Zac, I'm sorry I ruined our vacation. I'm sorry that we are going to have to pay a hospital bill we can't afford. I'm sorry that you are so tired and have to drive me home. I'm sorry we didn't spend our night together in a romantic way. I was crying so hard. I felt like I had ruined everything.
He just smiled at me and told me that my life is more important than a hospital bill but for "practical Mackenzie" it seemed that we were now only adding to the stress of finances. I was mad at myself.
The discharged me almost 4 hours later. I wasn't allowed in the hot springs and had to drink lots and lots of fluids---hence my 2 gallon a day H2O spree---but as I got in the car I remembered something.
Romance doesn't mean happy and easy.
Romance is when I am screaming in pain and Zac rub my hand as he talks to the dispatcher on the phone. Romance is saying "Don't worry about the money, you're worth it." Romance is laughing in spite of the seriousness to ease my nervousness. Romance is driving your dehydrated and sick wife home while holding her hand. Romance is filling out medical paperwork so I can rest. Romance is staying up to make sure I fall asleep. Romance is getting up early to get me breakfast. So in that sense, I had a very romantic time away with my husband. My Zacy. My friend.

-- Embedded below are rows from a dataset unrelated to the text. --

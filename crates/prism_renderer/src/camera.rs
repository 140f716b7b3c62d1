//! Camera for ray generation.
//!
//! Both camera modes reduce to the same thing: an eye point and an image
//! plane spanned by two edge vectors. Screen parameters `(s, t)` in [0, 1]
//! run left to right and bottom to top across that plane.

use crate::Ray;
use prism_core::{scene::to_vec3, CameraDesc};
use prism_math::Vec3;

/// Camera for generating rays into the scene.
#[derive(Debug, Clone, Copy, PartialEq)]
pub struct Camera {
    origin: Vec3,
    lower_left_corner: Vec3,
    horizontal: Vec3,
    vertical: Vec3,
}

impl Camera {
    /// Camera at `origin` looking down -Z.
    ///
    /// The image plane sits `focal_length` in front of the eye and spans
    /// `half_width` / `half_height` either side of the eye's x/y.
    pub fn axis_aligned(
        origin: Vec3,
        focal_length: f32,
        half_width: f32,
        half_height: f32,
    ) -> Self {
        let lower_left_corner = origin + Vec3::new(-half_width, -half_height, -focal_length);
        Self {
            origin,
            lower_left_corner,
            horizontal: Vec3::new(2.0 * half_width, 0.0, 0.0),
            vertical: Vec3::new(0.0, 2.0 * half_height, 0.0),
        }
    }

    /// Fully oriented pinhole camera.
    ///
    /// - `vfov`: vertical field of view in degrees
    /// - `aspect_ratio`: image width / height
    pub fn look_at(
        look_from: Vec3,
        look_at: Vec3,
        vup: Vec3,
        vfov: f32,
        aspect_ratio: f32,
    ) -> Self {
        let theta = vfov.to_radians();
        let half_height = (theta / 2.0).tan();
        let half_width = aspect_ratio * half_height;

        // Calculate camera basis vectors
        let w = (look_from - look_at).normalize();
        let u = vup.cross(w).normalize();
        let v = w.cross(u);

        Self {
            origin: look_from,
            lower_left_corner: look_from - half_width * u - half_height * v - w,
            horizontal: 2.0 * half_width * u,
            vertical: 2.0 * half_height * v,
        }
    }

    /// Build a camera from a scene description.
    ///
    /// `aspect_ratio` is used when the description doesn't carry its own.
    pub fn from_desc(desc: &CameraDesc, aspect_ratio: f32) -> Self {
        match *desc {
            CameraDesc::AxisAligned {
                origin,
                focal_length,
                half_width,
                half_height,
            } => Self::axis_aligned(to_vec3(origin), focal_length, half_width, half_height),
            CameraDesc::LookAt {
                look_from,
                look_at,
                vup,
                vfov,
                aspect_ratio: own_aspect,
            } => Self::look_at(
                to_vec3(look_from),
                to_vec3(look_at),
                to_vec3(vup),
                vfov,
                own_aspect.unwrap_or(aspect_ratio),
            ),
        }
    }

    /// Generate the ray through screen point (s, t).
    pub fn get_ray(&self, s: f32, t: f32) -> Ray {
        let target = self.lower_left_corner + s * self.horizontal + t * self.vertical;
        Ray::new(self.origin, target - self.origin)
    }
}
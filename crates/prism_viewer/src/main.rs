//! Command-line front end: load a scene, path trace it, write an image.

use std::path::PathBuf;
use std::time::Instant;

use anyhow::{Context, Result};
use clap::{Parser, ValueEnum};
use prism_core::{builtin_scene, load_scene, Jitter, RenderSettings, SceneDesc, BUILTIN_SCENES};
use prism_renderer::{render, Camera, RenderConfig, Scene};
use rand::rngs::StdRng;
use rand::SeedableRng;

mod output;

#[derive(Debug, Clone, Copy, PartialEq, Eq, ValueEnum)]
enum JitterArg {
    Random,
    Circular,
}

impl From<JitterArg> for Jitter {
    fn from(arg: JitterArg) -> Self {
        match arg {
            JitterArg::Random => Jitter::Random,
            JitterArg::Circular => Jitter::Circular,
        }
    }
}

/// Render a sphere scene with the Prism path tracer.
#[derive(Parser, Debug)]
#[command(name = "prism", version)]
struct Args {
    /// Scene description (JSON)
    #[arg(long, conflicts_with = "builtin")]
    scene: Option<PathBuf>,

    /// Built-in scene to render when no file is given (showcase, single)
    #[arg(long)]
    builtin: Option<String>,

    /// Image width in pixels
    #[arg(long)]
    width: Option<u32>,

    /// Image height in pixels
    #[arg(long)]
    height: Option<u32>,

    /// Samples per pixel
    #[arg(long)]
    samples: Option<u32>,

    /// Maximum number of bounces per path
    #[arg(long)]
    max_depth: Option<u32>,

    /// Multiply bounces by each primitive's own color
    #[arg(long)]
    tint: Option<bool>,

    /// Sub-pixel sample placement
    #[arg(long, value_enum)]
    jitter: Option<JitterArg>,

    /// Random seed; the same seed renders the same image
    #[arg(long, default_value_t = 0)]
    seed: u64,

    /// Output image (.png, .ppm, or any format the image crate supports)
    #[arg(short, long, default_value = "output.png")]
    output: PathBuf,
}

impl Args {
    fn load_scene(&self) -> Result<SceneDesc> {
        match (&self.scene, &self.builtin) {
            (Some(path), _) => {
                load_scene(path).with_context(|| format!("Failed to load {}", path.display()))
            }
            (None, Some(name)) => builtin_scene(name).with_context(|| {
                format!("Available built-in scenes: {}", BUILTIN_SCENES.join(", "))
            }),
            (None, None) => Ok(builtin_scene("showcase")?),
        }
    }

    /// Command-line values win over the scene's stored settings.
    fn apply_overrides(&self, settings: &mut RenderSettings) {
        if let Some(width) = self.width {
            settings.width = width;
        }
        if let Some(height) = self.height {
            settings.height = height;
        }
        if let Some(samples) = self.samples {
            settings.samples_per_pixel = samples;
        }
        if let Some(max_depth) = self.max_depth {
            settings.max_depth = max_depth;
        }
        if let Some(tint) = self.tint {
            settings.tint_by_primitive = tint;
        }
        if let Some(jitter) = self.jitter {
            settings.jitter = jitter.into();
        }
    }
}

fn main() -> Result<()> {
    env_logger::Builder::from_env(env_logger::Env::default().default_filter_or("info")).init();

    let args = Args::parse();

    let start = Instant::now();
    let mut desc = args.load_scene()?;
    args.apply_overrides(&mut desc.render);

    let world = Scene::from_desc(&desc)?;
    let camera = Camera::from_desc(&desc.camera, desc.render.aspect_ratio());
    let config = RenderConfig::from_settings(&desc.render, &desc.background);
    log::info!("Scene '{}' ready in {:?}", desc.name, start.elapsed());

    let mut rng = StdRng::seed_from_u64(args.seed);
    let frame = render(
        &camera,
        &world,
        desc.render.width,
        desc.render.height,
        &config,
        &mut rng,
    );

    output::save_image(&frame.to_image(), &args.output)?;
    log::info!("Saved to {}", args.output.display());

    Ok(())
}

My best friend.
I was told I had a viral infection (stomach) along with being severely dehydrated and my body could not absorb the water as I was lacking severely in potassium. It was horrific. I drink 2 gallons a day so I never have to experience that again.
One of my regulars at work said "Oh yeah, my brother died from that..."
I had romance in a new way this weekend. I learned that I have to take care of my body more than taking care of other "stuff." That our body actually does need water!! Maybe one day we'll go back....
Seriously though... are you done drinking your glass of water?